Хранители очага: Хроника уральской семьи
Шрифт:
— Ладно, положи на место, — сказал Сережа.
— А сопливых, между прочим, не спрашивают, — насмешливо растягивая слова, бросил через плечо Глеб.
— Не кричите вы у меня тут под ухом, — поморщилась Марья Трофимовна.
— Слышал, что мать сказала?! — усмехнулся Глеб. — Ну и не вякай! — Продолжая рассматривать пятирублевую на свет, Глеб сделал движение, будто хотел положить деньги в карман.
И тут вдруг Сережку как ветром сдунуло с места — он метнулся к старшему брату и выхватил у него деньги. Брови у Глеба удивленно изогнулись, сдвинулись к переносице, крылья ноздрей раздулись; правой рукой Глеб схватил Сережку за запястье, мощными пальцами-клещами сдавил руку, так что даже сизые в белесости разводы проступили на коже.
— Ты это что, пацан? — зашипел Глеб. — Ты на кого это прыгаешь, щенок? А ну-ка положи денежки братцу в карман… Учти, я два раза повторять не люблю.
— Гад! Сволочь! Подонок! — зашипел в ответ Сережка. — Сволочь, дубина, тварь, скотина! Я думал, ты… а ты! На, выкручивай, дави, на… ненавижу, ненавижу!

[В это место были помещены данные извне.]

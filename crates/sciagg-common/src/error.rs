use thiserror::Error;

#[derive(Debug, Error)]
pub enum SciaggError {
    #[error("Configuration error: {0}")]
    Config(String),

    #[error("I/O error: {0}")]
    Io(#[from] std::io::Error),

    #[error("YAML error: {0}")]
    Yaml(#[from] serde_yaml::Error),

    #[error("Serialization error: {0}")]
    Serialization(#[from] serde_json::Error),

    #[error("Unknown source: {0}")]
    UnknownSource(String),

    #[error("Invalid article: {0}")]
    InvalidArticle(String),

    #[error(transparent)]
    Other(#[from] anyhow::Error),
}

pub type Result<T> = std::result::Result<T, SciaggError>;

— Серафима, Серафима… — отчего-то враз осипшим голосом слабо звала Марья Трофимовна.
— Не-ет, ты мне отдашь эти деньги… ты мне их на подушечке принесешь… в ногах у меня будешь валяться… просить прощения, щенок… — Глеб не на шутку рассвирепел, закрутил Сереже руку за спину, но тот собрал, видно, всю волю в кулак, зажал деньги
— Гад, гад, ненавижу! Пропойца! Мамка едва живая, дом сгорел, до-о-ом, дооо-оом! А ты… сволочь, гад, ненавижу! Не верю больше ни одному твоему слову! Ненавижу. Не отдам, не отда-ам.
— Не-т, ты мне отдашь… Я тебе покажу, как прыгать на старших, пацан! Я тебя научу уважать людей…
— Серафима, Серафима! — наконец громко позвала Марья Трофимовна.
Но Серафима сама уже почувствовала неладное, влетела в комнату — в руках полотенце, ахнула, подлетела к братьям и полотенцем, скрученным вдвое, стала хлестать Глеба по голове, по рукам, по спине, по шее — куда ни попало. Но Глебу все это было как укус мухи — жужжит, да и не жалит. Тогда Серафима бросила полотенце, вцепилась Глебу в волосы, и только тут, кажется, в глазах у него появились проблески мысли; Глеб как будто из тумана какого-то взглянул на Серафиму, понял, что это она, разобрал ее голос, услышал ее ругань и… выпустил из своей клешни запястье брата.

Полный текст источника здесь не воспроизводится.